Authors: Rodrigo, J.S.
Keywords: Alterity
Language biographies
Language learning
Plurilingualism
Plurilingual identities
Issue Date: 2017
Publisher: The Third International Conference on Linguistics in Sri Lanka, ICLSL 2017. Department of Linguistics, University of Kelaniya, Sri Lanka.
Citation: Rodrigo, J.S. (2017). Plurilingual Competence and Construction of Linguistic Identity:A Study on Sri Lankan Students Following French Studies in University of Kelaniya. The Third International Conference on Linguistics in Sri Lanka, ICLSL 2017. Department of Linguistics, University of Kelaniya, Sri Lanka. p117.

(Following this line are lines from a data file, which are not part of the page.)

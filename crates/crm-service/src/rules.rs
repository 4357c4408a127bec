// SPDX-License-Identifier: PolyForm-Noncommercial-1.0.0
// Copyright (c) 2025 Sylvex. All rights reserved.

//! Access rules of every guarded operation.

use once_cell::sync::Lazy;

use crm_auth::checks::*;
use crm_auth::{predicate, Rule};

// =============================================================================
// Users
// =============================================================================

/// `user.whoami`
pub static USER_WHOAMI: Lazy<Rule> = Lazy::new(|| Rule::new(["user:whoami"]));

/// `user.modify_password`
pub static USER_MODIFY_PASSWORD: Lazy<Rule> =
    Lazy::new(|| Rule::new(["user:modify_password_own"]));

/// `user.modify_username`
pub static USER_MODIFY_USERNAME: Lazy<Rule> =
    Lazy::new(|| Rule::new(["user:modify_username_own"]));

/// `user.list`
pub static USER_LIST: Lazy<Rule> = Lazy::new(|| Rule::new(["user:read"]).without_identity());

// =============================================================================
// Collaborators
// =============================================================================

/// `collaborator.list` and `collaborator.get`
pub static COLLABORATOR_READ: Lazy<Rule> =
    Lazy::new(|| Rule::new(["collaborator:read"]).without_identity());

/// `collaborator.create`
pub static COLLABORATOR_CREATE: Lazy<Rule> = Lazy::new(|| Rule::new(["collaborator:create"]));

/// `collaborator.update`
pub static COLLABORATOR_UPDATE: Lazy<Rule> = Lazy::new(|| {
    Rule::new(["collaborator:update_self", "collaborator:update_any"])
        .abac(predicate!(is_self) | predicate!(is_management))
});

/// `collaborator.delete`
pub static COLLABORATOR_DELETE: Lazy<Rule> = Lazy::new(|| {
    Rule::new(["collaborator:delete_self", "collaborator:delete_any"])
        .abac(predicate!(is_self) | predicate!(is_management))
});

/// `collaborator.modify_role`
pub static COLLABORATOR_MODIFY_ROLE: Lazy<Rule> = Lazy::new(|| {
    Rule::new(["collaborator:modify_role"]).abac(predicate!(is_management) & !predicate!(is_self))
});

// =============================================================================
// Clients
// =============================================================================

/// `client.list` and `client.get`
pub static CLIENT_READ: Lazy<Rule> = Lazy::new(|| Rule::new(["client:read"]).without_identity());

/// `client.create`
pub static CLIENT_CREATE: Lazy<Rule> = Lazy::new(|| Rule::new(["client:create"]));

/// `client.update`
pub static CLIENT_UPDATE: Lazy<Rule> = Lazy::new(|| {
    Rule::new(["client:update_own", "client:update_unassigned"]).abac(
        (predicate!(is_sales) & predicate!(is_client_associated_salesman))
            | (predicate!(is_management) & !predicate!(client_has_salesman)),
    )
});

/// `client.delete`
pub static CLIENT_DELETE: Lazy<Rule> = Lazy::new(|| {
    Rule::new(["client:delete_own", "client:delete_unassigned"]).abac(
        (predicate!(is_sales) & predicate!(is_client_associated_salesman))
            | (predicate!(is_management) & !predicate!(client_has_salesman)),
    )
});

// =============================================================================
// Contracts
// =============================================================================

/// `contract.list` and `contract.get`
pub static CONTRACT_READ: Lazy<Rule> =
    Lazy::new(|| Rule::new(["contract:read"]).without_identity());

/// `contract.create`
pub static CONTRACT_CREATE: Lazy<Rule> = Lazy::new(|| Rule::new(["contract:create"]));

/// `contract.delete`
pub static CONTRACT_DELETE: Lazy<Rule> = Lazy::new(|| {
    Rule::new(["contract:delete_own", "contract:delete_unassigned"]).abac(
        (predicate!(is_sales) & predicate!(is_contract_associated_salesman))
            | (predicate!(is_management) & !predicate!(contract_has_salesman)),
    )
});

fn own_contract(tag: &str) -> Rule {
    Rule::new([tag]).abac(predicate!(is_sales) & predicate!(is_contract_associated_salesman))
}

/// `contract.sign`
pub static CONTRACT_SIGN: Lazy<Rule> = Lazy::new(|| own_contract("contract:sign_own"));

/// `contract.modify_total`
pub static CONTRACT_MODIFY_TOTAL: Lazy<Rule> =
    Lazy::new(|| own_contract("contract:modify_total_own"));

/// `contract.pay`
pub static CONTRACT_PAY: Lazy<Rule> = Lazy::new(|| own_contract("contract:pay_own"));

// =============================================================================
// Events
// =============================================================================

/// `event.list` and `event.get`
pub static EVENT_READ: Lazy<Rule> = Lazy::new(|| Rule::new(["event:read"]).without_identity());

/// `event.create`; the target is the contract.
pub static EVENT_CREATE: Lazy<Rule> = Lazy::new(|| {
    Rule::new(["event:create"])
        .abac(predicate!(is_contract_associated_salesman) & predicate!(contract_is_signed))
});

/// `event.update`
pub static EVENT_UPDATE: Lazy<Rule> = Lazy::new(|| {
    Rule::new(["event:update_own", "event:update_unassigned"]).abac(
        (predicate!(is_support) & predicate!(is_event_associated_support))
            | (predicate!(is_sales)
                & predicate!(is_event_associated_salesman)
                & !predicate!(event_has_support)),
    )
});

/// `event.modify_support`
pub static EVENT_MODIFY_SUPPORT: Lazy<Rule> =
    Lazy::new(|| Rule::new(["event:modify_support"]).abac(predicate!(is_management)));

/// `event.delete`
pub static EVENT_DELETE: Lazy<Rule> = Lazy::new(|| {
    Rule::new(["event:delete", "event:delete_unassigned"]).abac(
        predicate!(is_management)
            | (predicate!(is_sales)
                & predicate!(is_event_associated_salesman)
                & !predicate!(event_has_support)),
    )
});

// =============================================================================
// Tests
// =============================================================================

#[cfg(test)]
mod tests {
    use super::*;

    fn label(rule: &Rule) -> &str {
        rule.predicate().map(|p| p.label()).unwrap_or("")
    }

    #[test]
    fn test_labels() {
        assert_eq!(label(&COLLABORATOR_UPDATE), "(is_self or is_management)");
        assert_eq!(label(&COLLABORATOR_MODIFY_ROLE), "(is_management and not is_self)");
        assert_eq!(
            label(&CLIENT_UPDATE),
            "((is_sales and is_client_associated_salesman) or (is_management and not client_has_salesman))"
        );
        assert_eq!(
            label(&EVENT_UPDATE),
            "((is_support and is_event_associated_support) or ((is_sales and is_event_associated_salesman) and not event_has_support))"
        );
        assert_eq!(label(&CONTRACT_PAY), "(is_sales and is_contract_associated_salesman)");
    }

    #[test]
    fn test_read_rules_have_no_predicate() {
        for rule in [&*COLLABORATOR_READ, &*CLIENT_READ, &*CONTRACT_READ, &*EVENT_READ] {
            assert!(rule.predicate().is_none());
        }
    }
}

Abstract: The study of identity is pertinent to Language Sciences since language shapes the individual‟s perception of the world and his relationship to his social network. A linguistic repertoire containing multiple languages could lead to a complex and linguistically kaleidoscopic identity. Hence, a plurilingual individual (the anticipated outcome of the recommendations of the Common European Framework for Languages) becomes an object worthy of study. The present study examines the linguistic identity of plurilingual students following French studies in the University of Kelaniya. Its main objective is to understand the ways in which different language learning experiences, both academic and non-academic, could enrich or complexify students‟ language practices and representations. It also attempts to identify the nature of the students‟ linguistic identity. Being a pre-project of an extended future research, the study focused on four third-year students following the Special Degree in French Studies. The data was collected through written language biographies; a reflexive practice used to record students‟ personal language learning history. An in class discussion on „plurilingual competence‟ preceded the writing of language biographies. A thematic analysis of the collected language biographies was then conducted in order to determine students‟ language practices, linguistic representations and the nature of their linguistic identity. The results uncovered conscious plurilingual practices and complex but dynamic plurilingual identities evolving over time and space and engaged in constant self-negotiation. It was also observed that these plurilingual identities with vague linguistic frontiers continued to maintain the concept of alterity (otherness) and interpreted language learning as a means of decoding it. It could be concluded that both academic and non-academic language learning experiences shape an individual‟s linguistic identity and their attitudes towards language learning. Language teachers are thus recommended to propose activities in order to present „plurilingual competence‟ as functional and asymmetric. Such activities could facilitate language acquisition and constructive negotiation of linguistic identity.